ROMA – Non usa giri di parole Ignazio La Russa per liquidare l’azione della Global Sumud Flotilla, la spedizione internazionale che cerca di forzare il blocco navale israeliano per consegnare aiuti umanitari alla popolazione di Gaza. In un intervento che sta facendo discutere, il Presidente del Senato ha definito l’iniziativa una forma di “propaganda a basso rischio”, mettendo in dubbio l’efficacia reale di queste missioni.
L’attacco: “Fortunati se vengono fermati”

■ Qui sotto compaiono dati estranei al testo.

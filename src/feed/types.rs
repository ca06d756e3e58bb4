use chrono::{DateTime, Utc};
use serde::{Deserialize, Serialize};
use std::collections::HashSet;
use std::sync::Arc;

/// Dedup keys already delivered for one feed source.
///
/// Owned by the caller and passed by `&mut` into every parse of the same
/// feed. Pass an empty set on the first poll.
pub type SeenKeys = HashSet<String>;

/// A normalized feed produced from one Atom document.
#[derive(Debug, Clone, PartialEq, Serialize, Deserialize)]
pub struct Feed {
    pub title: String,
    pub description: String,
    pub link: String,
    /// Zero-valued when the document has no `<image>`.
    pub image: Image,
    /// Earliest time the caller should poll this feed again.
    pub refresh: DateTime<Utc>,
    /// Items in document order, duplicates removed.
    pub items: Vec<Item>,
    /// Number of items produced by this parse.
    pub unread: usize,
}

/// One normalized entry.
#[derive(Debug, Clone, PartialEq, Serialize, Deserialize)]
pub struct Item {
    pub title: String,
    pub content: String,
    pub link: String,
    /// `None` when the entry carried no timestamp.
    pub date: Option<DateTime<Utc>>,
    /// Dedup key: the entry id, or its link when the id is empty. Never empty.
    pub id: String,
    pub read: bool,
    /// Entry authors, or the feed's default authors when the entry has none.
    /// Inherited lists share the feed's allocation.
    pub authors: Arc<[Author]>,
}

#[derive(Debug, Clone, Default, PartialEq, Eq, Serialize, Deserialize)]
pub struct Author {
    pub name: String,
    pub uri: String,
    pub email: String,
}

impl Author {
    /// An author with no name, uri or email carries nothing worth showing.
    pub fn is_empty(&self) -> bool {
        self.name.is_empty() && self.uri.is_empty() && self.email.is_empty()
    }
}

#[derive(Debug, Clone, Default, PartialEq, Eq, Serialize, Deserialize)]
pub struct Image {
    pub title: String,
    pub url: String,
    pub height: u32,
    pub width: u32,
}
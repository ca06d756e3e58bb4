//! Text helpers for printing feed content to a terminal.
//!
//! Feed text comes from arbitrary publishers, so everything printed by the
//! command-line tool goes through [`strip_control_chars`] first.
//!
//! # Examples
//!
//! ```
//! use atomfeed::util::{display_width, strip_control_chars, truncate_to_width};
//!
//! let title = strip_control_chars("\x1b[1mBreaking\x1b[0m news");
//! assert_eq!(title, "Breaking news");
//! assert_eq!(display_width(&title), 13);
//! assert_eq!(truncate_to_width(&title, 11), "Breaking...");
//! ```

mod text;

pub use text::{display_width, single_line, strip_control_chars, truncate_to_width};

Secondo La Russa, gli attivisti a bordo delle imbarcazioni cercherebbero deliberatamente lo scontro mediatico. Tra le frasi che hanno sollevato il maggior sdegno, spicca l’osservazione secondo cui i volontari avrebbero la “fortuna di essere fermati” dalle autorità israeliane per poter poi, a suo dire, “gridare alla tortura” e ottenere visibilità internazionale.
Il Presidente del Senato ha poi incalzato con un quesito retorico:
“Quanti palestinesi hanno salvato queste flottiglie? Quanti bambini sono rimasti in vita grazie a loro? La risposta è zero.”
Le reazioni: “Linguaggio incompatibile con le istituzioni”
Le risposte non si sono fatte attendere. Molti esponenti del centrosinistra e del Movimento 5 Stelle hanno definito le parole di La Russa “indegne” per chi ricopre un ruolo istituzionale di tale rilievo.
- Articolo 21 e Il Fatto Quotidiano: Hanno accusato la destra di “aggredire i volontari” mentre si consuma una tragedia umanitaria senza precedenti.
- Associazioni umanitarie: Ricordano che, proprio in queste ore, alcuni attivisti (tra cui Thiago Avila e Saif Abukeshek) sono stati arrestati e portati davanti al tribunale di Ashkelon, rischiando detenzioni prolungate, smentendo l’idea di un “basso rischio”.
Il nodo della “Flottiglia”
Curiosamente, il termine “flottiglia” ha riacceso anche vecchi fantasmi legati alla Xª MAS. Sebbene in questo caso si parlasse di aiuti a Gaza, la sovrapposizione terminologica ha spinto alcuni commentatori a ricordare le passate ambiguità della destra italiana sul tema, creando un cortocircuito comunicativo che non ha giovato alla serenità del dibattito.
Mentre il governo cerca di mantenere una linea di equilibrio diplomatico, le parole di La Russa confermano una profonda spaccatura nel Paese sulla gestione del conflitto in Medio Oriente e sul ruolo della società civile internazionale.